Last Words
Dec. 8th, 2009 at 12:17 AM
Premeditation is my forte. I thought a lot about this. I've thought about it for a long time. I've come to the conclusion that I'm not supposed to be here. I wasn't supposed to be born; I wasn't supposed to be part of this. My head doesn't work right. It never has. My heart doesn't work right. To remedy this, I am going to remove myself from the situation altogether.
No more flashbacks. No more drug addiction. No more eating disorder. No more color. No more art. No more writing. No more Z.
One of the requests on my list is cremation; if they follow up, I won't have a grave. I don't want an obituary, either. I want to pass from the world like I didn't even exist. Z had no face, no body, no soul. She never existed. Please think of it that way. I really, really don't matter. I never did. And it's nice to not want to matter any more.
This is my moment of triumph. I am my own master. I am making a choice - a choice to be selfish. I'm tired of catering. This is for me.
Candice...wherever you are...I hope you've gotten the happiness you deserve.
Gesa...I'm sorry. I love you, and I'm sorry. I love you -- I love you. There: now everybody knows. Everybody's seen it. Nobody will ever be able to say it wasn't true...least of all you. You're lovable. Don't forget it.
I won't be finishing my fics. I've removed my works in progress. I'm disappearing. By this time tomorrow, I won't exist at all. I'll be at peace. Peace, peace, peace.
I'm bawling. Sobbing. Crying. But I'm too exhausted to function and I'm not afraid.
It'll all be over soon.
I've only changed her name to protect her privacy. I dunno why I posted this in a gaia journal. I guess I just needed it someplace to look at when I delete it from my computer finally.

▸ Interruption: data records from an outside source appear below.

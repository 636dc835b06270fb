// Licensed to the Apache Software Foundation (ASF) under one
// or more contributor license agreements.  See the NOTICE file
// distributed with this work for additional information
// regarding copyright ownership.  The ASF licenses this file
// to you under the Apache License, Version 2.0 (the
// "License"); you may not use this file except in compliance
// with the License.  You may obtain a copy of the License at
//
//   http://www.apache.org/licenses/LICENSE-2.0
//
// Unless required by applicable law or agreed to in writing,
// software distributed under the License is distributed on an
// "AS IS" BASIS, WITHOUT WARRANTIES OR CONDITIONS OF ANY
// KIND, either express or implied.  See the License for the
// specific language governing permissions and limitations
// under the License.

// Env values used in shopify webhooks.
pub const SHOPIFY_WEBHOOK_SECRET: &str = "SHOPIFY_WEBHOOK_SECRET";

// Headers used in shopify webhooks.
pub const X_SHOPIFY_HMAC_SHA256: &str = "x-shopify-hmac-sha256";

Its been a month, it doesn't feel like it. It feels like the day I found out, every time I hear something close to your name. Or listen to certain times its like a stabbing wound. I hope you reached the stars...I hope you found what you needed. I really do.
Just know, that you existed, and will continue to exist in head and my heart. Forever. And that I treasure. No matter what happiness I ever achieve, the quality of it will now have been dimmed.
I wish I could still talk to you.
The night is pretty, you know?
Shall we dance with the stars?
I miss that about us.
I miss you so ******** much, Z. You told me once that souls never die; they just find peace. You told me that death is just a transition from one state to another -- that people could change, and that was one of the changes.
I'm ashamed to admit that I haven't changed very much, even after I found out about this. Found out that I'd lost you. I know I wasn't the kind of friend you could handle physically; I never told you what you wanted to hear. I never told you that you were stupid, or that you were ugly, or that you were useless. I didn't find you disgusting or pathetic. I know you never knew what to do with it. And I wish I could apologize, but only because I want you back. I'm so apologetic about so many things, but not that. Never that. I'm a selfish creature at heart and I'll never be sorry for loving you.
It's a little stupid to be typing this, I suppose. It's not as though you'll come to life again just to answer me. I just...
I miss you. I miss you, I miss you, I miss you. But I hope that wherever you are, if you've retained some amount or form of cognizance, that won't disrupt your peace...I don't even know what I'm doing here.
I miss you. I want you to know that I miss you, but I'm glad you found peace. I suppose.
Whatever.
Missing you, loving you, writing you. Eternally.
A bit cheesy, but you'd understand. You'd get it, you'd know and laugh at me for being such a fangirl.
I thought you were a really gifted and talented writer, even if you didn't think you were.
For some reason the scene of Roxas leaving the Organization comes to mind: "No one would be sad."
"I'll be sad."
I'm sad.
But I loved our conversations; you always made me think about things differently. You always had a new, interesting, unique perspective.
You impacted me in a positive way. That means something good to me. Even if you don't think you deserve thanks for that... I want to thank you anyway.
But just like Roxas made his choice for himself, you made your choice for yourself.
I wish you well, and I hope you find what you are looking for.
I'll miss you so much, Mozart won't be the same with out you.
Requiem in D Minor - Mozart. Is that what you played? I have a feeling it was. Those lines struck hard with you.
Confutatis maledictis,
Flammis acribus addictis,
Voca me c** benedictus.
Oro supplex et acclinis,
Cor contritum quasi cinis:
Gere curam mei finis.
Lacrimosa dies illa,
Qua resurget ex favilla.
Iudicandus homo reus:
Huic ergo parce, Deus.
Pie Jesu Domine,
Dona eis requiem. Amen.
I guess, I have to end it now. I don't want to, I feel like we are talking. But I'll speak to you every day. That star of yours, I'll say hello.
I won't ever forget you, and I'll never forget your words. I'm missing you wherever you are.